▶ **ACTIVITY**:
Work through the data and say how many lines contain "crate". The number alone is the answer.

▶ **ENTRIES SHOWN**:
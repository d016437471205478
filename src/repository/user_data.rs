use std::collections::HashMap;
use std::path::PathBuf;

use chrono::Utc;

use crate::model::{TranslationHistoryEntry, UserSetting, UserTranslationEdit};
use crate::storage::{append_jsonl, read_all_text, read_jsonl, rewrite_jsonl, with_file_lock, FileStorage};

use super::{normalize_language_pair, RepositoryError, RepositoryResult};

const HISTORY_FILE: &str = "translation_history.jsonl";
const SETTINGS_FILE: &str = "user_settings.json";
const EDITS_FILE: &str = "user_translation_edits.jsonl";

pub struct UserDataRepository {
    storage: FileStorage,
}

impl UserDataRepository {
    #[must_use]
    pub fn new(storage: FileStorage) -> Self {
        Self { storage }
    }

    fn history_path(&self) -> PathBuf {
        self.storage.user_file(HISTORY_FILE)
    }

    fn settings_path(&self) -> PathBuf {
        self.storage.user_file(SETTINGS_FILE)
    }

    fn edits_path(&self) -> PathBuf {
        self.storage.user_file(EDITS_FILE)
    }

    /// History is append-only: never rewritten.
    pub fn append_history(&self, entry: &TranslationHistoryEntry) -> RepositoryResult<()> {
        let path = self.history_path();
        with_file_lock(&path, || append_jsonl(&path, entry))?;
        Ok(())
    }

    pub fn get_history(&self, limit: usize) -> RepositoryResult<Vec<TranslationHistoryEntry>> {
        let mut entries: Vec<TranslationHistoryEntry> = read_jsonl(&self.history_path())?;
        entries.sort_by(|a, b| b.timestamp.cmp(&a.timestamp));
        entries.truncate(limit);
        Ok(entries)
    }

    pub fn get_setting(&self, key: &str) -> RepositoryResult<Option<UserSetting>> {
        Ok(self.load_settings()?.remove(key))
    }

    pub fn set_setting(
        &self,
        key: &str,
        value: serde_json::Value,
        description: Option<String>,
    ) -> RepositoryResult<()> {
        if key.trim().is_empty() {
            return Err(RepositoryError::Validation("empty setting key".into()));
        }
        let path = self.settings_path();
        let now = Utc::now();
        with_file_lock(&path, || {
            let mut settings = self.load_settings_uncached()?;
            let entry = settings.entry(key.to_string()).or_insert_with(|| UserSetting {
                key: key.to_string(),
                value: value.clone(),
                description: description.clone(),
                created_at: now,
                updated_at: now,
            });
            entry.value = value.clone();
            entry.updated_at = now;
            if description.is_some() {
                entry.description = description.clone();
            }
            self.write_settings(&settings)
        })?;
        Ok(())
    }

    fn load_settings_uncached(&self) -> anyhow::Result<HashMap<String, UserSetting>> {
        let path = self.settings_path();
        let text = read_all_text(&path)?;
        if text.trim().is_empty() {
            return Ok(HashMap::new());
        }
        Ok(serde_json::from_str(&text).unwrap_or_default())
    }

    fn load_settings(&self) -> RepositoryResult<HashMap<String, UserSetting>> {
        Ok(self.load_settings_uncached()?)
    }

    fn write_settings(&self, settings: &HashMap<String, UserSetting>) -> anyhow::Result<()> {
        let path = self.settings_path();
        let json = serde_json::to_string_pretty(settings)?;
        std::fs::write(&path, json)?;
        Ok(())
    }

    pub fn append_edit(&self, edit: &UserTranslationEdit) -> RepositoryResult<()> {
        let path = self.edits_path();
        with_file_lock(&path, || append_jsonl(&path, edit))?;
        Ok(())
    }

    /// Most recent approved edit for this exact text + language pair.
    pub fn find_edit_for_text(
        &self,
        text: &str,
        language_pair: &str,
    ) -> RepositoryResult<Option<UserTranslationEdit>> {
        let lang = normalize_language_pair(language_pair);
        let mut edits: Vec<UserTranslationEdit> = read_jsonl(&self.edits_path())?;
        edits.retain(|e| e.is_approved && e.original_text == text && normalize_language_pair(&e.language_pair) == lang);
        edits.sort_by(|a, b| b.updated_at.cmp(&a.updated_at));
        Ok(edits.into_iter().next())
    }
}

#[cfg(test)]
mod tests {
    use super::*;
    use tempfile::tempdir;

    fn repo() -> (tempfile::TempDir, UserDataRepository) {
        let dir = tempdir().unwrap();
        let storage = FileStorage::new(dir.path()).unwrap();
        (dir, UserDataRepository::new(storage))
    }

    #[test]
    fn settings_roundtrip() {
        let (_dir, repo) = repo();
        repo.set_setting("theme", serde_json::json!("dark"), Some("ui theme".into()))
            .unwrap();
        let setting = repo.get_setting("theme").unwrap().unwrap();
        assert_eq!(setting.value, serde_json::json!("dark"));
    }

    #[test]
    fn history_append_only_preserves_order() {
        let (_dir, repo) = repo();
        for i in 0..3 {
            repo.append_history(&TranslationHistoryEntry {
                id: None,
                original_text: format!("text {i}"),
                translated_text: format!("trans {i}"),
                language_pair: "en-ru".into(),
                confidence: 0.9,
                processing_time_ms: 10,
                timestamp: Utc::now(),
                session_id: None,
                metadata: serde_json::json!({}),
            })
            .unwrap();
        }
        let history = repo.get_history(10).unwrap();
        assert_eq!(history.len(), 3);
    }

    #[test]
    fn find_edit_returns_most_recent_approved() {
        let (_dir, repo) = repo();
        repo.append_edit(&UserTranslationEdit {
            id: None,
            original_text: "hi".into(),
            original_translation: "привет".into(),
            user_translation: "здравствуй".into(),
            language_pair: "en-ru".into(),
            reason: None,
            is_approved: false,
            created_at: Utc::now(),
            updated_at: Utc::now(),
        })
        .unwrap();
        repo.append_edit(&UserTranslationEdit {
            id: None,
            original_text: "hi".into(),
            original_translation: "привет".into(),
            user_translation: "хай".into(),
            language_pair: "en-ru".into(),
            reason: None,
            is_approved: true,
            created_at: Utc::now(),
            updated_at: Utc::now(),
        })
        .unwrap();
        let found = repo.find_edit_for_text("hi", "en-ru").unwrap().unwrap();
        assert_eq!(found.user_translation, "хай");
    }
}
//! Engine configuration: every knob named in spec.md §6, loaded from TOML
//! the way the teacher's `AppConfig`/`PipelineSection` is (`#[serde(default)]`
//! on every field, a `load_config` helper, a fully-populated `Default`).

use std::path::Path;

use anyhow::Context;
use serde::Deserialize;

use crate::cache::{CACHE_TTL_MS, MAX_PHRASES_CACHE, MAX_WORDS_CACHE};
use crate::layer::post_processing::PostProcessingConfig;

#[derive(Clone, Debug, Deserialize, Default)]
pub struct EngineConfig {
    #[serde(default)]
    pub cache: CacheSection,
    #[serde(default)]
    pub engine: EngineSection,
    #[serde(default)]
    pub layers: LayersSection,
    #[serde(default)]
    pub post_processing: PostProcessingSection,
}

#[derive(Clone, Debug, Deserialize, Default)]
pub struct CacheSection {
    #[serde(default)]
    pub max_words_cache: Option<usize>,
    #[serde(default)]
    pub max_phrases_cache: Option<usize>,
    #[serde(default)]
    pub cache_ttl_ms: Option<u64>,
}

impl CacheSection {
    #[must_use]
    pub fn words_capacity(&self) -> usize {
        self.max_words_cache.unwrap_or(MAX_WORDS_CACHE)
    }

    #[must_use]
    pub fn phrases_capacity(&self) -> usize {
        self.max_phrases_cache.unwrap_or(MAX_PHRASES_CACHE)
    }

    #[must_use]
    pub fn ttl_ms(&self) -> u64 {
        self.cache_ttl_ms.unwrap_or(CACHE_TTL_MS)
    }
}

#[derive(Clone, Debug, Deserialize, Default)]
pub struct EngineSection {
    #[serde(default)]
    pub debug: bool,
    #[serde(default)]
    pub log_level: Option<String>,
    #[serde(default)]
    pub request_timeout_ms: Option<u64>,
    #[serde(default)]
    pub max_pending: Option<usize>,
}

impl EngineSection {
    #[must_use]
    pub fn max_pending_or_default(&self) -> usize {
        self.max_pending.unwrap_or(256)
    }
}

/// Per-layer enable/disable toggles, matched against `Layer::name()`.
#[derive(Clone, Debug, Deserialize)]
pub struct LayersSection {
    #[serde(default = "default_true")]
    pub preprocessing: bool,
    #[serde(default = "default_true")]
    pub phrase: bool,
    #[serde(default = "default_true")]
    pub dictionary: bool,
    #[serde(default = "default_true")]
    pub grammar: bool,
    #[serde(default = "default_true")]
    pub word_order: bool,
    #[serde(default = "default_true")]
    pub post_processing: bool,
}

impl Default for LayersSection {
    fn default() -> Self {
        Self {
            preprocessing: true,
            phrase: true,
            dictionary: true,
            grammar: true,
            word_order: true,
            post_processing: true,
        }
    }
}

fn default_true() -> bool {
    true
}

#[derive(Clone, Debug, Deserialize, Default)]
pub struct PostProcessingSection {
    #[serde(default)]
    pub enable_spacing: Option<bool>,
    #[serde(default)]
    pub enable_capitalization: Option<bool>,
    #[serde(default)]
    pub enable_punctuation: Option<bool>,
    #[serde(default)]
    pub enable_language_formatting: Option<bool>,
    #[serde(default)]
    pub enable_rules: Option<bool>,
    #[serde(default)]
    pub enable_final_cleanup: Option<bool>,
    #[serde(default)]
    pub add_missing_periods: Option<bool>,
}

impl PostProcessingSection {
    #[must_use]
    pub fn to_layer_config(&self) -> PostProcessingConfig {
        let defaults = PostProcessingConfig::default();
        PostProcessingConfig {
            enable_spacing: self.enable_spacing.unwrap_or(defaults.enable_spacing),
            enable_capitalization: self.enable_capitalization.unwrap_or(defaults.enable_capitalization),
            enable_punctuation: self.enable_punctuation.unwrap_or(defaults.enable_punctuation),
            enable_language_formatting: self
                .enable_language_formatting
                .unwrap_or(defaults.enable_language_formatting),
            enable_rules: self.enable_rules.unwrap_or(defaults.enable_rules),
            enable_final_cleanup: self.enable_final_cleanup.unwrap_or(defaults.enable_final_cleanup),
            add_missing_periods: self.add_missing_periods.unwrap_or(defaults.add_missing_periods),
        }
    }
}

/// Reads and parses `path` as TOML into an [`EngineConfig`]. Missing
/// sections/fields fall back to their documented defaults.
pub fn load_config(path: &Path) -> anyhow::Result<EngineConfig> {
    let text = std::fs::read_to_string(path).with_context(|| format!("read config: {}", path.display()))?;
    let cfg: EngineConfig = toml::from_str(&text).context("parse config toml")?;
    Ok(cfg)
}

#[cfg(test)]
mod tests {
    use super::*;

    #[test]
    fn default_config_matches_spec_constants() {
        let cfg = EngineConfig::default();
        assert_eq!(cfg.cache.words_capacity(), MAX_WORDS_CACHE);
        assert_eq!(cfg.cache.phrases_capacity(), MAX_PHRASES_CACHE);
        assert_eq!(cfg.cache.ttl_ms(), CACHE_TTL_MS);
        assert!(cfg.layers.dictionary);
        assert!(!cfg.post_processing.to_layer_config().add_missing_periods);
    }

    #[test]
    fn partial_toml_falls_back_to_defaults() {
        let toml_text = r#"
            [cache]
            max_words_cache = 500

            [layers]
            grammar = false
        "#;
        let cfg: EngineConfig = toml::from_str(toml_text).unwrap();
        assert_eq!(cfg.cache.words_capacity(), 500);
        assert_eq!(cfg.cache.phrases_capacity(), MAX_PHRASES_CACHE);
        assert!(!cfg.layers.grammar);
        assert!(cfg.layers.dictionary);
    }

    #[test]
    fn load_config_reads_toml_file() {
        let dir = tempfile::tempdir().unwrap();
        let path = dir.path().join("glossforge.toml");
        std::fs::write(&path, "[engine]\ndebug = true\nmax_pending = 64\n").unwrap();
        let cfg = load_config(&path).unwrap();
        assert!(cfg.engine.debug);
        assert_eq!(cfg.engine.max_pending_or_default(), 64);
    }
}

▶ **REPLY**:
4